Прежние подавляющие оказались неспособными сохранить несвободу, а бывшие подавляемые не сумели сохранить свободу в чистоте, загрязнив ее мстительностью и отсутствием культуры и элементарного вкуса.
В толпе неподалеку от меня судорожно дергался истощенный истерическим комплексом неполноценности, весь искривленный человечек, захлебываясь от ненависти, видимо, ко всем знаменитым людям, которая у него фонтанировала, словно гной, изо рта, ноздрей и ушей:
— Пора скинуть с пьедесталов не только политических, но и литературных подхалимов, чекистов, стукачей, начиная с Пушкина! Да-да, с Пушкина, господа! Хватит идеализировать наши памятники! Кто как не Пушкин бегал к шефу жандармов — Бенкендорфу, клянча, чтобы тот заступился за него перед царем?! А Горький, прославлявший Беломорканал, построенный на костях заключенных? А о Маяковском нечего и говорить — он сам был чекистом!
Седой сутулый человек со сплошным рядом стальных зубов не выдержал и заговорил, произнося слова тихо, но внятно:
— Все это неправда. Пушкин ходил к шефу жандармов только для того, чтобы пробить сквозь цензуру «Бориса Годунова»… А скольких людей Горький спас во время революции… Я был заключенным на Соловках, когда туда приехал Горький. Нас помыли, подстригли, приодели, дали в руки свежие газеты. В виде протеста мы перевернули газеты вверх ногами. Горький понял, что мы хотели этим сказать. Он подошел ко мне и перевернул газету. Глаза его были полны слез. Я уверен в том, что Горький поехал на Беломорканал, только чтобы Сталин его выпустил, а за границей рассказал бы всему миру правду о лагерях. Но Сталин разгадал Горького, и его убили, да и Маяковский не палач, а жертва… Как вам только не стыдно!..
Но в этот момент искривленный человечек узнал меня и триумфально застонал от сладкой возможности публично оскорбить кого-нибудь живого, а не только мертвого.
— Да это же Евтушенко! Посмотрите, это он, собственной персоной, наверно, только из Америки, такой доступный, без многочисленных жен и поклонниц, и пешком — не за рулем своего черного «мерседеса»! Как нам всем повезло!
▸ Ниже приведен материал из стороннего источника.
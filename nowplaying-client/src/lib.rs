//! Nowplaying HTTP Client
//!
//! Submits "current music" lookup jobs to a remote job endpoint and polls
//! the job status endpoint until the job reaches a terminal state.
//!
//! The crate is organised in three layers:
//! - [`JobClient`]: typed access to the submission and status endpoints
//! - [`JobPoller`]: the submit-then-poll lifecycle built on any [`JobBackend`]
//! - [`sink`]: where the final value and error messages end up
//!
//! # Example
//!
//! ```no_run
//! use std::sync::Arc;
//! use nowplaying_client::{JobClient, JobPoller, MusicField, LoadingMode, deliver_to};
//! use nowplaying_core::dto::job::SubmitParams;
//!
//! #[tokio::main]
//! async fn main() -> anyhow::Result<()> {
//!     let client = JobClient::new(
//!         "http://localhost:8080/tools/endpoints/jobsubmit",
//!         "http://localhost:8080/tools/endpoints/jobstatus",
//!     );
//!     let poller = JobPoller::new(Arc::new(client));
//!     let field = Arc::new(MusicField::new(LoadingMode::Post));
//!
//!     let handle = poller.submit(&SubmitParams::for_user("alice")).await?;
//!     let session = poller.start_polling(handle, deliver_to(field.clone(), None));
//!     session.wait().await?;
//!
//!     println!("Now playing: {}", field.value());
//!     Ok(())
//! }
//! ```

mod backend;
pub mod error;
mod jobs;
pub mod music;
pub mod poller;
pub mod sink;

// Re-export commonly used types
pub use backend::JobBackend;
pub use error::{ClientError, Result};
pub use music::{RefreshOutcome, SkipReason, Trigger, refresh_current_music};
pub use poller::{
    DEFAULT_POLL_INTERVAL, JobPoller, MIN_POLL_INTERVAL, PollerError, PollerSession, SessionEnd,
    deliver_to,
};
pub use sink::{ErrorSink, LoadingMode, MusicField, ResultSink};

use reqwest::Client;
use serde::de::DeserializeOwned;

/// HTTP client for the job submission and job status endpoints
#[derive(Debug, Clone)]
pub struct JobClient {
    /// Endpoint accepting form-encoded job parameters
    submit_url: String,
    /// Endpoint reporting the state of a submitted job
    status_url: String,
    /// HTTP client instance
    client: Client,
}

impl JobClient {
    /// Create a new job client
    ///
    /// # Arguments
    /// * `submit_url` - Full URL of the job submission endpoint
    /// * `status_url` - Full URL of the job status endpoint
    ///
    /// # Example
    /// ```
    /// use nowplaying_client::JobClient;
    ///
    /// let client = JobClient::new(
    ///     "http://localhost:8080/jobsubmit",
    ///     "http://localhost:8080/jobstatus",
    /// );
    /// ```
    pub fn new(submit_url: impl Into<String>, status_url: impl Into<String>) -> Self {
        Self::with_client(submit_url, status_url, Client::new())
    }

    /// Create a new job client with a custom HTTP client
    ///
    /// This allows you to configure timeouts, proxies, TLS settings, etc.
    ///
    /// # Example
    /// ```
    /// use nowplaying_client::JobClient;
    /// use reqwest::Client;
    /// use std::time::Duration;
    ///
    /// let http_client = Client::builder()
    ///     .timeout(Duration::from_secs(10))
    ///     .build()
    ///     .unwrap();
    ///
    /// let client = JobClient::with_client(
    ///     "http://localhost:8080/jobsubmit",
    ///     "http://localhost:8080/jobstatus",
    ///     http_client,
    /// );
    /// ```
    pub fn with_client(
        submit_url: impl Into<String>,
        status_url: impl Into<String>,
        client: Client,
    ) -> Self {
        Self {
            submit_url: submit_url.into().trim_end_matches('/').to_string(),
            status_url: status_url.into().trim_end_matches('/').to_string(),
            client,
        }
    }

    /// Get the submission endpoint URL
    pub fn submit_url(&self) -> &str {
        &self.submit_url
    }

    /// Get the status endpoint URL
    pub fn status_url(&self) -> &str {
        &self.status_url
    }

    // =============================================================================
    // Response Handlers
    // =============================================================================

    /// Handle an API response and deserialize JSON
    ///
    /// This method checks the status code and returns an appropriate error if
    /// the request failed, or deserializes the response body if successful.
    async fn handle_response<T: DeserializeOwned>(&self, response: reqwest::Response) -> Result<T> {
        let status = response.status();

        if !status.is_success() {
            let error_text = response
                .text()
                .await
                .unwrap_or_else(|_| "Unknown error".to_string());
            return Err(ClientError::api_error(status.as_u16(), error_text));
        }

        response
            .json()
            .await
            .map_err(|e| ClientError::ParseError(format!("Failed to parse JSON response: {}", e)))
    }
}
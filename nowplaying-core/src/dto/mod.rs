//! Data Transfer Objects for the remote job endpoints
//!
//! DTOs mirror the JSON bodies exactly as the endpoints send them and are
//! converted into domain types before the poller acts on them.

pub mod job;
//! Nowplaying CLI
//!
//! Command-line front end for the "current music" lookup: submits a job for
//! a Last.fm user, polls it to completion and prints the resulting field.

mod commands;
mod config;

use anyhow::Result;
use clap::Parser;
use commands::{Commands, handle_command};
use config::Config;
use nowplaying_client::LoadingMode;
use std::time::Duration;
use tracing_subscriber::{layer::SubscriberExt, util::SubscriberInitExt};

#[derive(Parser)]
#[command(name = "nowplaying")]
#[command(about = "Fill the current music field from a Last.fm lookup job", long_about = None)]
struct Cli {
    /// Job submission endpoint
    #[arg(
        long,
        env = "NOWPLAYING_SUBMIT_URL",
        default_value = "http://localhost:8080/tools/endpoints/jobsubmit"
    )]
    submit_url: String,

    /// Job status endpoint
    #[arg(
        long,
        env = "NOWPLAYING_STATUS_URL",
        default_value = "http://localhost:8080/tools/endpoints/jobstatus"
    )]
    status_url: String,

    /// Last.fm user name
    #[arg(long, env = "NOWPLAYING_USER")]
    user: Option<String>,

    /// Milliseconds between two status checks
    #[arg(long, env = "NOWPLAYING_POLL_INTERVAL_MS", default_value_t = 1500)]
    poll_interval_ms: u64,

    /// Timeout of a single HTTP request, in seconds
    #[arg(long, env = "NOWPLAYING_REQUEST_TIMEOUT", default_value_t = 10)]
    request_timeout: u64,

    /// Print failures reported by the job endpoints
    #[arg(long, env = "NOWPLAYING_SHOW_ERRORS")]
    show_errors: bool,

    /// Use the classic editor's "Loading..." placeholder
    #[arg(long)]
    classic: bool,

    #[command(subcommand)]
    command: Commands,
}

#[tokio::main]
async fn main() -> Result<()> {
    // Initialize logging
    tracing_subscriber::registry()
        .with(
            tracing_subscriber::EnvFilter::try_from_default_env()
                .unwrap_or_else(|_| "nowplaying=info,nowplaying_client=info".into()),
        )
        .with(tracing_subscriber::fmt::layer().with_writer(std::io::stderr))
        .init();

    let cli = Cli::parse();

    let config = Config {
        user: cli.user,
        poll_interval: Duration::from_millis(cli.poll_interval_ms),
        request_timeout: Duration::from_secs(cli.request_timeout),
        show_errors: cli.show_errors,
        loading_mode: if cli.classic {
            LoadingMode::Classic
        } else {
            LoadingMode::Post
        },
        ..Config::new(cli.submit_url, cli.status_url)
    };
    config.validate()?;

    handle_command(cli.command, &config).await
}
А вот вы нам скажите, дорогой наш будущий памятничек, если вы на самом деле такой уж честный человек, почему же вы никогда не были арестованы, а? За какие заслуги вас так берегла советская власть? Не хаживали ли вы, часом, как я слышал от некоторых ваших литературных коллег, вот в это самое гостеприимное здание?
Я ничего, кажется, не почувствовал, кроме смертельной усталости. Мне даже не было больно. Все это я уже слышал. Я просто повернулся и ушел.
Не зная, что такое свобода, мы сражались за нее, как за нашу русскую интеллигентскую Дульсинею. Никогда не видя ее лица наяву, а лишь в наших социальных снах, мы думали, что оно прекрасно. Но у свободы множество не только лиц, но и морд, и некоторые из них невыносимо отвратительны. Одна из этих морд свободы — это свобода оскорблений.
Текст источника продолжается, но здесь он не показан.